OS PERSONAGENS CONCEITUAIS
Os personagens conceituais são o devir de um pensamento filosófico. Diferente do
personagem de um diálogo filosófico, eles não apresentam o conceito através da
linguagem, mas são a representação do próprio conceito.
“O idiota é o pensador privado por oposição ao professor público (o escolástico):
o professor não cessa de remeter a conceitos ensinados (o homem-animal
racional), enquanto o pensador privado forma um conceito com forças inatas que
cada um possui de direito por sua conta (eu penso). Eis um tipo muito estranho de
personagem, aquele que quer pensar e que pensa por si mesmo, pela "luz natural".
O idiota é um personagem conceitual” (p. 83).
O “idiota” é o personagem do senso comum.

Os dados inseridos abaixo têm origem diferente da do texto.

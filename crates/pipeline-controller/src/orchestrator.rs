//! C5 `ReplicationOrchestrator`: parallel enumerate/render/deploy over a
//! bounded worker pool, duplicate-name detection, cleanup of orphaned
//! pipelines, resource bootstrapping, and owner notification.

use std::collections::{HashMap, HashSet};
use std::sync::{Arc, Mutex};

use futures::stream::{FuturesUnordered, StreamExt};
use pipeline_ci_backend::{CiBackendClient, CiBackendResolver, PipelineDeployer};
use pipeline_config::{
    CiTargetKey, DefinitionDescriptor, DeployResult, DeployStatus, JobMapping, PipelineCleanupPolicy,
    RenderOrigin, RenderResult, ReplicationResults,
};
use pipeline_notify::OwnerNotifier;
use pipeline_scm::{GithubClient, RepoSlug};
use tokio::sync::Semaphore;
use tracing::{info, warn};

use crate::renderer::PipelineRenderer;

/// Deliberately translated from `ThreadPoolExecutor(max_workers=16)` into
/// an async semaphore; see DESIGN.md.
pub const WORKER_POOL_WIDTH: usize = 16;

/// Pipeline names a cleanup pass should never delete even if not redeployed
/// this run (`remove_pipelines_filter`: returning `true` means keep).
pub trait RemovePipelinesFilter: Send + Sync {
    fn keep(&self, pipeline_name: &str) -> bool;
}

/// Default filter: nothing is protected beyond what was just deployed.
pub struct NoProtectedPipelines;

impl RemovePipelinesFilter for NoProtectedPipelines {
    fn keep(&self, _pipeline_name: &str) -> bool {
        false
    }
}

pub struct ReplicationOrchestrator {
    enumerators: Vec<Arc<dyn crate::enumerator::DefinitionEnumerator>>,
    renderer: Arc<dyn PipelineRenderer>,
    deployer: Arc<dyn PipelineDeployer>,
    resolver: Arc<dyn CiBackendResolver>,
    job_mappings: HashMap<String, JobMapping>,
    notifier: Arc<OwnerNotifier>,
    github: Arc<dyn GithubClient>,
    remove_pipelines_filter: Arc<dyn RemovePipelinesFilter>,
    reorder_pipelines: bool,
    worker_pool_width: usize,
}

impl ReplicationOrchestrator {
    #[must_use]
    #[allow(clippy::too_many_arguments)]
    pub fn new(
        enumerators: Vec<Arc<dyn crate::enumerator::DefinitionEnumerator>>,
        renderer: Arc<dyn PipelineRenderer>,
        deployer: Arc<dyn PipelineDeployer>,
        resolver: Arc<dyn CiBackendResolver>,
        job_mappings: Vec<JobMapping>,
        notifier: Arc<OwnerNotifier>,
        github: Arc<dyn GithubClient>,
    ) -> Self {
        Self {
            enumerators,
            renderer,
            deployer,
            resolver,
            job_mappings: job_mappings.into_iter().map(|m| (m.name.clone(), m)).collect(),
            notifier,
            github,
            remove_pipelines_filter: Arc::new(NoProtectedPipelines),
            reorder_pipelines: false,
            worker_pool_width: WORKER_POOL_WIDTH,
        }
    }

    #[must_use]
    pub fn with_remove_pipelines_filter(mut self, filter: Arc<dyn RemovePipelinesFilter>) -> Self {
        self.remove_pipelines_filter = filter;
        self
    }

    #[must_use]
    pub fn with_reorder_pipelines(mut self, reorder: bool) -> Self {
        self.reorder_pipelines = reorder;
        self
    }

    /// Runs one full replication pass. Returns `true` iff every failed
    /// render was either notified successfully or required no notification,
    /// matching `replicate() -> bool`.
    pub async fn replicate(&self) -> bool {
        let descriptors = self.enumerate_all().await;
        let results = self.process_descriptors(descriptors, RenderOrigin::ScheduledReplication).await;

        let notify_ok = self.notify_failures(&results).await;

        if results.has_failures() {
            info!("replication run had failures, skipping cleanup");
        } else {
            self.cleanup(&results).await;
        }
        self.bootstrap_new_pipelines(&results).await;
        if self.reorder_pipelines {
            self.reorder(&results).await;
        }

        notify_ok
    }

    /// Re-replicates a single repository's definitions, used by the webhook
    /// dispatcher's push/create handlers. Does not run cleanup or reorder —
    /// those are whole-run concerns, not single-repository ones.
    pub async fn replicate_repository(
        &self,
        job_mapping_name: &str,
        origin: RenderOrigin,
    ) -> ReplicationResults {
        let descriptors: Vec<DefinitionDescriptor> = self
            .enumerate_all()
            .await
            .into_iter()
            .filter(|d| d.job_mapping_name == job_mapping_name)
            .collect();
        self.process_descriptors(descriptors, origin).await
    }

    async fn enumerate_all(&self) -> Vec<DefinitionDescriptor> {
        let mut all = Vec::new();
        for enumerator in &self.enumerators {
            all.extend(enumerator.enumerate().await);
        }
        all
    }

    async fn process_descriptors(
        &self,
        descriptors: Vec<DefinitionDescriptor>,
        origin: RenderOrigin,
    ) -> ReplicationResults {
        let semaphore = Arc::new(Semaphore::new(self.worker_pool_width));
        let accepted_names: Arc<Mutex<HashSet<String>>> = Arc::new(Mutex::new(HashSet::new()));

        let mut tasks = FuturesUnordered::new();
        for descriptor in descriptors {
            let semaphore = Arc::clone(&semaphore);
            let accepted_names = Arc::clone(&accepted_names);
            let renderer = Arc::clone(&self.renderer);
            let deployer = Arc::clone(&self.deployer);
            tasks.push(async move {
                let _permit = semaphore.acquire_owned().await.expect("semaphore never closed");
                process_one(descriptor, origin, renderer.as_ref(), deployer.as_ref(), &accepted_names).await
            });
        }

        let mut results = ReplicationResults::default();
        while let Some(outcome) = tasks.next().await {
            match outcome {
                Ok(deploy) => results.by_target.entry(deploy.ci_target.clone()).or_default().push(deploy),
                Err(render_failure) => results.render_failures.push(render_failure),
            }
        }
        results
    }

    async fn notify_failures(&self, results: &ReplicationResults) -> bool {
        let mut all_ok = true;
        for failure in &results.render_failures {
            let RenderResult::Failure { descriptor, class, error } = failure else {
                continue;
            };
            if *class != pipeline_config::RenderFailureClass::UserError {
                info!(pipeline = %descriptor.pipeline_name, "render failure suppressed from notification (infrastructure class)");
                continue;
            }
            let repo = RepoSlug::new(descriptor.main_repo.owner.clone(), descriptor.main_repo.name.clone());
            let result = self
                .notifier
                .notify_render_failure_and_wait(
                    self.github.as_ref(),
                    &repo,
                    Some(descriptor.main_repo.branch.clone()).as_deref(),
                    &descriptor.committish,
                    &descriptor.effective_pipeline_name,
                    error,
                )
                .await;
            if let Err(e) = result {
                warn!(pipeline = %descriptor.pipeline_name, error = %e, "owner notification failed");
                all_ok = false;
            }
        }
        all_ok
    }

    async fn cleanup(&self, results: &ReplicationResults) {
        for (target, deploys) in &results.by_target {
            let Some(mapping) = self.job_mapping_for_target(target) else {
                continue;
            };
            if mapping.cleanup_policy != PipelineCleanupPolicy::RemoveOrphaned {
                continue;
            }
            let Some(client) = self.resolver.resolve(target) else {
                continue;
            };
            let deployed: HashSet<&str> = deploys.iter().map(|d| d.pipeline_name.as_str()).collect();
            let existing = match client.pipelines().await {
                Ok(names) => names,
                Err(e) => {
                    warn!(target = ?target, error = %e, "failed to list pipelines for cleanup");
                    continue;
                }
            };
            for name in existing {
                if deployed.contains(name.as_str()) || self.remove_pipelines_filter.keep(&name) {
                    continue;
                }
                info!(pipeline = %name, target = ?target, "deleting orphaned pipeline");
                if let Err(e) = client.delete_pipeline(&name).await {
                    warn!(pipeline = %name, error = %e, "failed to delete orphaned pipeline");
                }
            }
        }
    }

    async fn bootstrap_new_pipelines(&self, results: &ReplicationResults) {
        for (target, deploys) in &results.by_target {
            let Some(client) = self.resolver.resolve(target) else {
                continue;
            };
            for deploy in deploys {
                if !deploy.status.contains(DeployStatus::CREATED) {
                    continue;
                }
                let resources = match client
                    .pipeline_resources(std::slice::from_ref(&deploy.pipeline_name), None)
                    .await
                {
                    Ok(resources) => resources,
                    Err(e) => {
                        warn!(pipeline = %deploy.pipeline_name, error = %e, "failed to list resources for bootstrap");
                        continue;
                    }
                };
                for resource in resources {
                    if let Err(e) = client.trigger_resource_check(&deploy.pipeline_name, &resource.name).await {
                        warn!(pipeline = %deploy.pipeline_name, resource = %resource.name, error = %e, "failed to trigger initial resource check");
                    }
                }
            }
        }
    }

    async fn reorder(&self, results: &ReplicationResults) {
        for (target, deploys) in &results.by_target {
            let Some(client) = self.resolver.resolve(target) else {
                continue;
            };
            let mut names: Vec<String> = deploys.iter().map(|d| d.pipeline_name.clone()).collect();
            names.sort();
            if let Err(e) = client.order_pipelines(&names).await {
                warn!(target = ?target, error = %e, "failed to reorder pipelines");
            }
        }
    }

    fn job_mapping_for_target(&self, target: &CiTargetKey) -> Option<&JobMapping> {
        self.job_mappings
            .values()
            .find(|m| m.ci_target.backend_name == target.backend_name && m.ci_target.team_name == target.team_name)
    }
}

/// The per-descriptor chain: short-circuit on enumeration error, else
/// render → duplicate-check → deploy. `Ok` carries a deploy result (possibly
/// SKIPPED), `Err` carries a render failure — this split is what lets the
/// caller route outcomes into `ReplicationResults`' two buckets.
async fn process_one(
    descriptor: DefinitionDescriptor,
    origin: RenderOrigin,
    renderer: &dyn PipelineRenderer,
    deployer: &dyn PipelineDeployer,
    accepted_names: &Mutex<HashSet<String>>,
) -> Result<DeployResult, RenderResult> {
    if let Some(error) = &descriptor.enumeration_error {
        return Ok(skipped(&descriptor, error.clone()));
    }

    let render_result = renderer.render(&descriptor, origin).await;
    let pipeline = match render_result {
        RenderResult::Success { pipeline, .. } => pipeline,
        failure @ RenderResult::Failure { .. } => return Err(failure),
    };

    {
        let mut names = accepted_names.lock().unwrap_or_else(std::sync::PoisonError::into_inner);
        if !names.insert(pipeline.name.clone()) {
            return Ok(DeployResult {
                pipeline_name: pipeline.name.clone(),
                ci_target: pipeline.ci_target.clone(),
                status: DeployStatus::SKIPPED,
                error: Some(format!("duplicate pipeline name: {}", pipeline.name)),
            });
        }
    }

    Ok(deployer.deploy(&pipeline).await)
}

fn skipped(descriptor: &DefinitionDescriptor, error: String) -> DeployResult {
    DeployResult {
        pipeline_name: descriptor.effective_pipeline_name.clone(),
        ci_target: descriptor.ci_target.clone(),
        status: DeployStatus::SKIPPED,
        error: Some(error),
    }
}

#[cfg(test)]
mod tests {
    use super::*;
    use crate::enumerator::DefinitionEnumerator;
    use async_trait::async_trait;
    use pipeline_config::MainRepository;

    struct FixedEnumerator(Vec<DefinitionDescriptor>);

    #[async_trait]
    impl DefinitionEnumerator for FixedEnumerator {
        async fn enumerate(&self) -> Vec<DefinitionDescriptor> {
            self.0.clone()
        }
    }

    struct AlwaysSucceedRenderer;

    #[async_trait]
    impl PipelineRenderer for AlwaysSucceedRenderer {
        async fn render(&self, descriptor: &DefinitionDescriptor, _origin: RenderOrigin) -> RenderResult {
            RenderResult::Success {
                descriptor: descriptor.clone(),
                pipeline: pipeline_config::Pipeline {
                    name: descriptor.effective_pipeline_name.clone(),
                    ci_target: descriptor.ci_target.clone(),
                    rendered: serde_json::json!({}),
                },
            }
        }
    }

    fn descriptor(name: &str) -> DefinitionDescriptor {
        DefinitionDescriptor {
            pipeline_name: name.into(),
            effective_pipeline_name: name.into(),
            main_repo: MainRepository {
                owner: "org".into(),
                name: "repo".into(),
                branch: "main".into(),
                hostname: "github.example".into(),
            },
            base_definition: serde_json::Value::Null,
            override_definitions: vec![],
            ci_target: CiTargetKey {
                backend_name: "main".into(),
                team_name: "team-a".into(),
            },
            job_mapping_name: "org/repo".into(),
            secret_cfg_name: None,
            committish: "deadbeef".into(),
            enumeration_error: None,
        }
    }

    #[tokio::test]
    async fn duplicate_pipeline_name_is_skipped_with_diagnostic() {
        let accepted = Mutex::new(HashSet::new());
        let renderer = AlwaysSucceedRenderer;
        let deployer = pipeline_ci_backend::NoOpDeployer;
        let first = process_one(descriptor("foo"), RenderOrigin::LocalInvocation, &renderer, &deployer, &accepted)
            .await
            .unwrap();
        assert!(first.ok());
        let second = process_one(descriptor("foo"), RenderOrigin::LocalInvocation, &renderer, &deployer, &accepted)
            .await
            .unwrap();
        assert!(second.status.contains(DeployStatus::SKIPPED));
        assert_eq!(second.error.as_deref(), Some("duplicate pipeline name: foo"));
    }

    #[tokio::test]
    async fn enumeration_error_short_circuits_to_skipped() {
        let accepted = Mutex::new(HashSet::new());
        let renderer = AlwaysSucceedRenderer;
        let deployer = pipeline_ci_backend::NoOpDeployer;
        let mut d = descriptor("bar");
        d.enumeration_error = Some("template missing".into());
        let result = process_one(d, RenderOrigin::LocalInvocation, &renderer, &deployer, &accepted)
            .await
            .unwrap();
        assert!(result.status.contains(DeployStatus::SKIPPED));
        assert_eq!(result.error.as_deref(), Some("template missing"));
    }
}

“A diferença entre os personagens conceituais e as figuras estéticas consiste
de início no seguinte: uns são potências de conceitos, os outros, potências de
afectos e de perceptos” (p, 87-88).
“A filosofia apresenta três elementos, cada um dos quais responde aos dois
outros, mas deve ser considerada em si mesma: o plano pré-filosófico que ela
deve traçar (imanência), o ou os personagens pró-filosóficos que ela deve
inventar e fazer viver (insistência), os conceitos filosóficos que ela deve criar
(consistência). Traçar, inventar, criar, esta é a trindade filosófica” (p. 101).

GEO-FILOSOFIA
A filosofia precisa, antes de tudo, de um território para se desenvolver. A pré-
filosofia, o plano de imanência puro, sem conceitos formados, se encontrou com a
geografia da Grécia, em um momento histórico no qual os ocidentais helênicos puderam
desenvolver a filosofia como os orientais não puderam. Da merma forma, a filosofia
moderna encontra na Inglaterra, França e Alemanha, em pleno desenvolvimento
capitalista, seu território de desenvolvimento. Para isso, a filosofia desses últimos
precisou de desterritorializar e se reterritorializar na Grécia de Sócrates e Platão.